The Court looked at the plain meaning of the words “recite”, “render”, and “play” and concluded that all three words refer to actions that can be perceived contemporaneously. The Court held that the final clause of Section 101 of the Copyright Act also reinforced its conclusion of contemporaneous perceptibility by stating that “[t]o perform … a motion picture or other audiovisual work … [is] to show its images in any sequence or to make sounds accompanying it audible.” 17 U.S.C. § 101.

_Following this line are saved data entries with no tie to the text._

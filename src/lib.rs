// Re-export needed modules for testing
pub mod chat;
pub mod models;
pub mod session;

// Re-export main types for convenience
pub use chat::ChatClient;
pub use models::*;
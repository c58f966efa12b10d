// Typing Indicator Tracker.
//
// Outbound: a keystroke signals typing immediately; the stop signal is
// debounced and sent only after the keyboard has been quiet for the window,
// or forced when the message is submitted.
//
// Inbound: a peer's typing flag carries no expiry on the wire. The remote
// debounce normally clears it, but the terminal stop signal can be lost, so
// every flag also gets a local deadline as a safety net.
//
// The tracker never touches the connection. Its methods return the envelopes
// to emit and take explicit `now` values, which keeps the whole state machine
// deterministic under test.

use std::collections::HashMap;

use log::debug;
use tokio::time::{Duration, Instant};

use super::events::OutboundEnvelope;

/// Quiet period after the last keystroke before the stop signal goes out.
pub const TYPING_DEBOUNCE: Duration = Duration::from_millis(2000);

/// How long an inbound typing flag may live without a refresh. Sender-side
/// debounce plus margin.
pub const TYPING_EXPIRY: Duration = Duration::from_millis(6000);

struct PendingStop {
    receiver_id: i64,
    deadline: Instant,
}

pub struct TypingTracker {
    pending_stop: Option<PendingStop>,
    remote_deadlines: HashMap<i64, Instant>,
}

impl TypingTracker {
    pub fn new() -> Self {
        TypingTracker {
            pending_stop: None,
            remote_deadlines: HashMap::new(),
        }
    }

    /// Record a local keystroke addressed to `receiver_id`. Emits the start
    /// signal on the first keystroke of a burst; later keystrokes only push
    /// the stop deadline out. Switching conversations mid-burst stops the old
    /// peer's indicator before starting the new one.
    pub fn note_keystroke(&mut self, receiver_id: i64, now: Instant) -> Vec<OutboundEnvelope> {
        let deadline = now + TYPING_DEBOUNCE;
        match &mut self.pending_stop {
            Some(pending) if pending.receiver_id == receiver_id => {
                pending.deadline = deadline;
                Vec::new()
            }
            Some(pending) => {
                let previous = pending.receiver_id;
                pending.receiver_id = receiver_id;
                pending.deadline = deadline;
                vec![
                    OutboundEnvelope::Typing {
                        receiver_id: previous,
                        is_typing: false,
                    },
                    OutboundEnvelope::Typing {
                        receiver_id,
                        is_typing: true,
                    },
                ]
            }
            None => {
                self.pending_stop = Some(PendingStop {
                    receiver_id,
                    deadline,
                });
                vec![OutboundEnvelope::Typing {
                    receiver_id,
                    is_typing: true,
                }]
            }
        }
    }

    /// Emit the deferred stop signal once the debounce window has lapsed.
    pub fn poll(&mut self, now: Instant) -> Vec<OutboundEnvelope> {
        if let Some(pending) = &self.pending_stop {
            if now >= pending.deadline {
                let receiver_id = pending.receiver_id;
                self.pending_stop = None;
                return vec![OutboundEnvelope::Typing {
                    receiver_id,
                    is_typing: false,
                }];
            }
        }
        Vec::new()
    }

    /// Submitting a message cancels the pending debounce and forces the stop
    /// signal immediately, so a send always clears our own typing state.
    pub fn message_sent(&mut self) -> Option<OutboundEnvelope> {
        self.pending_stop.take().map(|pending| OutboundEnvelope::Typing {
            receiver_id: pending.receiver_id,
            is_typing: false,
        })
    }

    /// Arm or disarm the expiry deadline for a peer's inbound typing flag.
    pub fn set_remote_typing(&mut self, peer_id: i64, is_typing: bool, now: Instant) {
        if is_typing {
            self.remote_deadlines.insert(peer_id, now + TYPING_EXPIRY);
        } else {
            self.remote_deadlines.remove(&peer_id);
        }
    }

    pub fn is_remote_typing(&self, peer_id: i64) -> bool {
        self.remote_deadlines.contains_key(&peer_id)
    }

    /// Clear flags whose deadline has passed and return the affected peers so
    /// the directory can be updated to match.
    pub fn expire_stale(&mut self, now: Instant) -> Vec<i64> {
        let expired: Vec<i64> = self
            .remote_deadlines
            .iter()
            .filter(|(_, deadline)| now >= **deadline)
            .map(|(peer_id, _)| *peer_id)
            .collect();
        for peer_id in &expired {
            self.remote_deadlines.remove(peer_id);
            debug!("Expiring stale typing flag for peer {}", peer_id);
        }
        expired
    }

    /// Drop all timers. A poll after reset emits nothing; used at session
    /// teardown so no timer fires into torn-down state.
    pub fn reset(&mut self) {
        self.pending_stop = None;
        self.remote_deadlines.clear();
    }
}

impl Default for TypingTracker {
    fn default() -> Self {
        Self::new()
    }
}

The Court held that a download of music file is nothing but a transfer of music file “from an on-line server to a local hard drive”. US v. ASCAP, 627 F. 3d 64, 69 (C.A.2, 2010). Once the music is downloaded, the listener needs to take further action to play the song, and therefore, download of musical files in not contemporaneously perceived by the listener. The Court then examined the definition of the word “publicly” as defined in Section 101 of the Copyright Act. Under that Section 101, to perform or display a work “publicly” means:
(1) to perform or display it at a place open to the public or at any place where a substantial number of persons outside of a normal circle of a family and its social acquaintances is gathered; or
(2) to transmit or otherwise communicate a performance or display of the work to a place specified by clause (1) or to the public, by means of any device or process, whether the members of the public capable of receiving the performance or display receive it in the same place or in separate places and at the same time or at different times.
17 U.S.C. § 101.
The Court held that the “definition of “publicly” simply defines the circumstances under which a performance will be considered public; it does not define the meaning of “performance.” ” Id. at 73. The Court also pointed out the difference between music streaming and music downloading. The Court noted that music streaming renders the music audible to the listener as it is received by the listener’s computer memory whereas music downloading does not immediately produce sound. Thus, downloading of music is merely transmitting music and not performing it. Thus, the Court affirmed the District Court’s decision. The United States Supreme Court declined to hear the case.